Hope wanes with Myanmar protesters on quiet day

Protesters from Myanmar's National League for Democracy holding a picture of Myanmar opposition leader Aung San Suu Kyi stage a candlelight rally Saturday against Myanmar's military junta in downtown Seoul, South Korea. South Korea expressed grave concern Thursday over Myanmar's crackdown on massive protests and called on the government there to exercise restraint.

? Die-hard protesters waved the peacock flag of the crushed pro-democracy movement on a solitary march Saturday through the eerily quiet streets of Myanmar’s largest city, where many dissidents said they were resigned to defeat without international intervention.

Housewives and shop owners taunted troops but quickly disappeared into alleyways. According to diplomats briefed by witnesses, residents of three neighborhoods blocked soldiers from entering the monasteries in a crackdown on Buddhist monks, who led the largest in a month of demonstrations.
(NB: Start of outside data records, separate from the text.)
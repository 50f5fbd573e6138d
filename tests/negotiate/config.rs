use std::env;

use gss_negotiate::config::{NTLM_FALLBACK_ENV, PACKAGE_LIST_ENV};
use gss_negotiate::{
    ContextFlags, CredentialUsage, EmptyContinuePolicy, ErrorKind, GssConfig, MechanismId, MechanismKind, NameType,
};

use crate::common::{self, CLIENT, NTLM_ONLY_CLIENT, SERVICE};

#[test]
fn environment_overrides() {
    env::set_var(PACKAGE_LIST_ENV, "kerberos,!ntlm");
    env::set_var(NTLM_FALLBACK_ENV, "false");

    let config = GssConfig::from_env();

    env::remove_var(PACKAGE_LIST_ENV);
    env::remove_var(NTLM_FALLBACK_ENV);

    assert_eq!(config.package_list.as_deref(), Some("kerberos,!ntlm"));
    assert!(!config.ntlm_fallback);
    assert!(!config.package_list_config().ntlm);
    assert_eq!(config.default_mechanism, MechanismKind::Negotiate);
}

#[test]
fn disabled_package_is_not_offered() {
    let (_, gss) = common::setup(GssConfig {
        package_list: Some("!ntlm".to_owned()),
        ..Default::default()
    });

    assert!(!gss.capabilities().is_ntlm_available());
    assert!(gss.capabilities().supports(&MechanismId::Kerberos));

    let err = gss
        .acquire_credential()
        .with_credential_use(CredentialUsage::Initiate)
        .with_principal(gss.resolve_name(NTLM_ONLY_CLIENT, NameType::UserPrincipal).unwrap())
        .with_mechanism(MechanismId::Ntlm)
        .execute()
        .unwrap_err();
    assert_eq!(err.kind(), ErrorKind::MechanismUnsupported);

    let client_credential = common::credential(&gss, NTLM_ONLY_CLIENT, CredentialUsage::Initiate, MechanismId::Spnego);
    let mut client = common::client(&gss, &client_credential, SERVICE, ContextFlags::MUTUAL);

    let err = client.initiate(None).unwrap_err();
    assert_eq!(err.kind(), ErrorKind::MechanismUnsupported);
}

#[test]
fn default_mechanism_applies_without_credential() {
    let (_, gss) = common::setup(GssConfig {
        default_mechanism: MechanismKind::Kerberos,
        ..Default::default()
    });

    let mut client = gss
        .initialize_security_context()
        .with_target_name(gss.resolve_name(SERVICE, NameType::HostBasedService).unwrap())
        .with_context_requirements(ContextFlags::MUTUAL)
        .build()
        .unwrap();
    assert_eq!(client.mechanism(), &MechanismId::Kerberos);

    let mut server = gss.accept_security_context().build().unwrap();
    common::negotiate(&mut client, &mut server).unwrap();

    // the realm's first principal is the default identity
    assert_eq!(server.peer_name(), Some(CLIENT));
}

#[test]
fn empty_continue_can_be_tolerated() {
    let mut config = GssConfig::default();
    config.empty_continue.kerberos = EmptyContinuePolicy::AwaitPeer;
    let (_, gss) = common::setup(config);

    let server_credential = common::credential(&gss, SERVICE, CredentialUsage::Accept, MechanismId::Kerberos);
    let mut server = common::server(&gss, &server_credential);

    let step = server.accept(&[]).unwrap();
    assert!(!step.is_complete());
    assert!(step.output.is_none());

    let client_credential = common::credential(&gss, CLIENT, CredentialUsage::Initiate, MechanismId::Kerberos);
    let mut client = common::client(&gss, &client_credential, SERVICE, ContextFlags::MUTUAL);
    common::negotiate(&mut client, &mut server).unwrap();
}

#[test]
fn credential_lifetime_is_capped() {
    let (_, gss) = common::setup(GssConfig {
        credential_lifetime: Some(60),
        ..Default::default()
    });

    let credential = common::credential(&gss, CLIENT, CredentialUsage::Initiate, MechanismId::Kerberos);
    let expiry = credential.expiry().unwrap();

    assert!(expiry <= time::OffsetDateTime::now_utc() + time::Duration::seconds(60));
}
The soldiers left threatening to return with reinforcements.

The top U.N. envoy on Myanmar, Ibrahim Gambari, arrived in the country but many protesters said they were nonetheless seeing a repeat of the global reaction to a 1988 pro-democracy uprising, when the world stood by as protesters were gunned down in the streets.

“Gambari is coming, but I don’t think it will make much of a difference,” said one hotel worker, who like other residents asked not to be named, fearing retaliation. “We have to find a solution ourselves.”

Soldiers and police were posted on almost all corners in the cities of Yangon and Mandalay. Shopping malls, grocery stores and public parks were closed and few people dared to venture out of their homes.

A young woman who took part in a massive demonstration in Yangon on Thursday said she didn’t think “we have any more hope to win.” She was separated from her boyfriend when police broke up the protest by firing into crowds and has not seen him since.

“The monks are the ones who give us courage,” she said. Most of the clerics are now besieged in their monasteries behind locked gates and barbed wire.

Gambari was taken immediately to Naypyitaw, the remote, bunker-like capital where the country’s military leaders are based. The White House urged the junta to allow him to have access to Aung San Suu Kyi – the Nobel Peace Prize laureate who is under house arrest – and ordinary Myanmar residents.

The demonstrations began last month as people angry over massive fuel price increases took to the streets – then mushroomed into the tens of thousands after the monks began marching.

The junta, which has a long history of snuffing out dissent, started cracking down Wednesday, when the first of at least 10 deaths was reported, and then let loose on Thursday, shooting into a crowd of protesters and clubbing them with batons.

The crackdown triggered an unprecedented verbal flaying of Myanmar’s generals from almost every corner of the world – even some criticism from No. 1 ally China.

But little else that might stay the junta’s heavy hand is seen in the foreseeable future.